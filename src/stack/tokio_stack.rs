//! Non-blocking TCP stack backed by tokio sockets
//!
//! Each socket is driven by background tasks that report every outcome
//! through the registered [`EventCallback`], so upper layers see the same
//! callback-only contract an embedded raw-API stack offers. A write counts as
//! acknowledged once tokio has handed all of it to the kernel.

use std::collections::HashMap;
use std::net::SocketAddr;
use std::sync::atomic::{AtomicU32, Ordering};
use std::sync::{Arc, Mutex, MutexGuard};

use bytes::Bytes;
use log::{debug, warn};
use tokio::io::{AsyncReadExt, AsyncWriteExt};
use tokio::net::tcp::OwnedReadHalf;
use tokio::net::{TcpSocket, TcpStream};
use tokio::runtime::Handle;
use tokio::sync::mpsc;
use tokio::task::JoinHandle;

use super::{EventCallback, ListenerHandle, NetworkStack, PeerHandle, StackError, StackEvent};
use crate::error::{ModbusError, ModbusResult};

/// Largest chunk handed to a single receive notification
const READ_CHUNK_SIZE: usize = 1460;

struct PeerEntry {
    writer: mpsc::UnboundedSender<Bytes>,
    tasks: Vec<JoinHandle<()>>,
}

impl PeerEntry {
    fn abort_tasks(&self) {
        for task in &self.tasks {
            task.abort();
        }
    }
}

struct ListenerEntry {
    local_addr: SocketAddr,
    task: JoinHandle<()>,
}

#[derive(Default)]
struct StackInner {
    next_handle: AtomicU32,
    peers: Mutex<HashMap<PeerHandle, PeerEntry>>,
    connecting: Mutex<HashMap<PeerHandle, JoinHandle<()>>>,
    listeners: Mutex<HashMap<ListenerHandle, ListenerEntry>>,
}

fn locked<T>(mutex: &Mutex<T>) -> MutexGuard<'_, T> {
    mutex.lock().unwrap_or_else(|poisoned| poisoned.into_inner())
}

impl StackInner {
    fn allocate(&self) -> u32 {
        self.next_handle.fetch_add(1, Ordering::Relaxed) + 1
    }

    /// Register the write side of a fresh connection
    ///
    /// The read half is handed back so the caller can start reading only
    /// after the peer has been announced.
    fn attach(self: &Arc<Self>, peer: PeerHandle, stream: TcpStream, events: EventCallback) -> OwnedReadHalf {
        let _ = stream.set_nodelay(true);
        let (reader, mut writer) = stream.into_split();
        let (tx, mut rx) = mpsc::unbounded_channel::<Bytes>();

        let inner = Arc::clone(self);
        let write_task = tokio::spawn(async move {
            while let Some(data) = rx.recv().await {
                match writer.write_all(&data).await {
                    Ok(()) => events(StackEvent::Sent(peer, data.len())),
                    Err(e) => {
                        inner.fail(peer, StackError::from_io(&e), &events);
                        break;
                    }
                }
            }
        });

        locked(&self.peers).insert(peer, PeerEntry { writer: tx, tasks: vec![write_task] });
        reader
    }

    fn start_reading(self: &Arc<Self>, peer: PeerHandle, mut reader: OwnedReadHalf, events: EventCallback) {
        let inner = Arc::clone(self);
        let read_task = tokio::spawn(async move {
            let mut buf = vec![0u8; READ_CHUNK_SIZE];
            loop {
                match reader.read(&mut buf).await {
                    Ok(0) => {
                        events(StackEvent::Received(peer, None));
                        break;
                    }
                    Ok(n) => events(StackEvent::Received(peer, Some(Bytes::copy_from_slice(&buf[..n])))),
                    Err(e) => {
                        inner.fail(peer, StackError::from_io(&e), &events);
                        break;
                    }
                }
            }
        });

        match locked(&self.peers).get_mut(&peer) {
            Some(entry) => entry.tasks.push(read_task),
            // closed before it was announced
            None => read_task.abort(),
        }
    }

    /// Release `peer`, then report `err`
    ///
    /// Callers of an error notification rely on the peer being gone.
    fn fail(&self, peer: PeerHandle, err: StackError, events: &EventCallback) {
        self.release(peer);
        events(StackEvent::Error(peer, err));
    }

    fn release(&self, peer: PeerHandle) -> bool {
        if let Some(entry) = locked(&self.peers).remove(&peer) {
            entry.abort_tasks();
            return true;
        }
        if let Some(task) = locked(&self.connecting).remove(&peer) {
            task.abort();
            return true;
        }
        false
    }
}

/// Tokio-backed [`NetworkStack`]
#[derive(Clone)]
pub struct TokioStack {
    runtime: Handle,
    inner: Arc<StackInner>,
}

impl TokioStack {
    /// Create a stack that spawns its socket tasks on `runtime`
    pub fn new(runtime: Handle) -> Self {
        Self {
            runtime,
            inner: Arc::new(StackInner::default()),
        }
    }

    /// Create a stack on the runtime the caller is running in
    pub fn current() -> ModbusResult<Self> {
        let runtime = Handle::try_current()
            .map_err(|e| ModbusError::configuration(format!("No tokio runtime available: {}", e)))?;
        Ok(Self::new(runtime))
    }

    /// Number of active (accepted or connected) endpoints
    pub fn active_peers(&self) -> usize {
        locked(&self.inner.peers).len()
    }
}

impl NetworkStack for TokioStack {
    fn listen(&self, port: u16, backlog: u8, events: EventCallback) -> Result<ListenerHandle, StackError> {
        let _guard = self.runtime.enter();
        let io_err = |e: std::io::Error| StackError::from_io(&e);

        let socket = TcpSocket::new_v4().map_err(io_err)?;
        socket.set_reuseaddr(true).map_err(io_err)?;
        socket.bind(SocketAddr::from(([0, 0, 0, 0], port))).map_err(io_err)?;
        let listener = socket.listen(u32::from(backlog.max(1))).map_err(io_err)?;
        let local_addr = listener.local_addr().map_err(io_err)?;

        let handle = ListenerHandle(self.inner.allocate());
        let inner = Arc::clone(&self.inner);
        let task = self.runtime.spawn(async move {
            loop {
                match listener.accept().await {
                    Ok((stream, remote)) => {
                        let peer = PeerHandle(inner.allocate());
                        debug!("Accepted {} from {}", peer, remote);
                        let reader = inner.attach(peer, stream, Arc::clone(&events));
                        events(StackEvent::Accepted(Ok(peer)));
                        inner.start_reading(peer, reader, Arc::clone(&events));
                    }
                    Err(e) => {
                        warn!("Accept failed on {}: {}", local_addr, e);
                        events(StackEvent::Accepted(Err(StackError::from_io(&e))));
                    }
                }
            }
        });

        locked(&self.inner.listeners).insert(handle, ListenerEntry { local_addr, task });
        Ok(handle)
    }

    fn connect(&self, address: SocketAddr, events: EventCallback) -> Result<PeerHandle, StackError> {
        let peer = PeerHandle(self.inner.allocate());
        let inner = Arc::clone(&self.inner);

        // Hold the table while spawning so the task cannot finish before it is registered.
        let mut connecting = locked(&self.inner.connecting);
        let task = self.runtime.spawn(async move {
            let result = TcpStream::connect(address).await;
            if locked(&inner.connecting).remove(&peer).is_none() {
                // aborted while connecting
                return;
            }
            match result {
                Ok(stream) => {
                    let reader = inner.attach(peer, stream, Arc::clone(&events));
                    events(StackEvent::Connected(peer));
                    inner.start_reading(peer, reader, events);
                }
                Err(e) => {
                    debug!("Connect to {} failed: {}", address, e);
                    events(StackEvent::Error(peer, StackError::from_io(&e)));
                }
            }
        });
        connecting.insert(peer, task);

        Ok(peer)
    }

    fn write(&self, peer: PeerHandle, data: &[u8]) -> Result<(), StackError> {
        let peers = locked(&self.inner.peers);
        let entry = peers.get(&peer).ok_or(StackError::NotConnected)?;
        entry
            .writer
            .send(Bytes::copy_from_slice(data))
            .map_err(|_| StackError::Closed)
    }

    fn close(&self, peer: PeerHandle) -> Result<(), StackError> {
        let entry = locked(&self.inner.peers).remove(&peer);
        match entry {
            Some(entry) => {
                // Dropping the writer lets the write task flush and shut the socket down.
                for task in entry.tasks.iter().skip(1) {
                    task.abort();
                }
                drop(entry.writer);
                Ok(())
            }
            None if self.inner.release(peer) => Ok(()),
            None => Err(StackError::NotConnected),
        }
    }

    fn abort(&self, peer: PeerHandle) {
        self.inner.release(peer);
    }

    fn close_listener(&self, listener: ListenerHandle) -> Result<(), StackError> {
        let entry = locked(&self.inner.listeners)
            .remove(&listener)
            .ok_or(StackError::Argument)?;
        entry.task.abort();
        Ok(())
    }

    fn local_addr(&self, listener: ListenerHandle) -> Option<SocketAddr> {
        locked(&self.inner.listeners).get(&listener).map(|entry| entry.local_addr)
    }
}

_____

Task brief ▸
In the listing above, please print only the lines from the first one to the line where "TcpStream, events: EventCallback)" appears, exactly as written, both of those lines included.

Written solution ▸
filename src/stack/tokio_stack.rs
//! Non-blocking TCP stack backed by tokio sockets
//!
//! Each socket is driven by background tasks that report every outcome
//! through the registered [`EventCallback`], so upper layers see the same
//! callback-only contract an embedded raw-API stack offers. A write counts as
//! acknowledged once tokio has handed all of it to the kernel.

use std::collections::HashMap;
use std::net::SocketAddr;
use std::sync::atomic::{AtomicU32, Ordering};
use std::sync::{Arc, Mutex, MutexGuard};

use bytes::Bytes;
use log::{debug, warn};
use tokio::io::{AsyncReadExt, AsyncWriteExt};
use tokio::net::tcp::OwnedReadHalf;
use tokio::net::{TcpSocket, TcpStream};
use tokio::runtime::Handle;
use tokio::sync::mpsc;
use tokio::task::JoinHandle;

use super::{EventCallback, ListenerHandle, NetworkStack, PeerHandle, StackError, StackEvent};
use crate::error::{ModbusError, ModbusResult};

/// Largest chunk handed to a single receive notification
const READ_CHUNK_SIZE: usize = 1460;

struct PeerEntry {
    writer: mpsc::UnboundedSender<Bytes>,
    tasks: Vec<JoinHandle<()>>,
}

impl PeerEntry {
    fn abort_tasks(&self) {
        for task in &self.tasks {
            task.abort();
        }
    }
}

struct ListenerEntry {
    local_addr: SocketAddr,
    task: JoinHandle<()>,
}

#[derive(Default)]
struct StackInner {
    next_handle: AtomicU32,
    peers: Mutex<HashMap<PeerHandle, PeerEntry>>,
    connecting: Mutex<HashMap<PeerHandle, JoinHandle<()>>>,
    listeners: Mutex<HashMap<ListenerHandle, ListenerEntry>>,
}

fn locked<T>(mutex: &Mutex<T>) -> MutexGuard<'_, T> {
    mutex.lock().unwrap_or_else(|poisoned| poisoned.into_inner())
}

impl StackInner {
    fn allocate(&self) -> u32 {
        self.next_handle.fetch_add(1, Ordering::Relaxed) + 1
    }

    /// Register the write side of a fresh connection
    ///
    /// The read half is handed back so the caller can start reading only
    /// after the peer has been announced.
    fn attach(self: &Arc<Self>, peer: PeerHandle, stream: TcpStream, events: EventCallback) -> OwnedReadHalf {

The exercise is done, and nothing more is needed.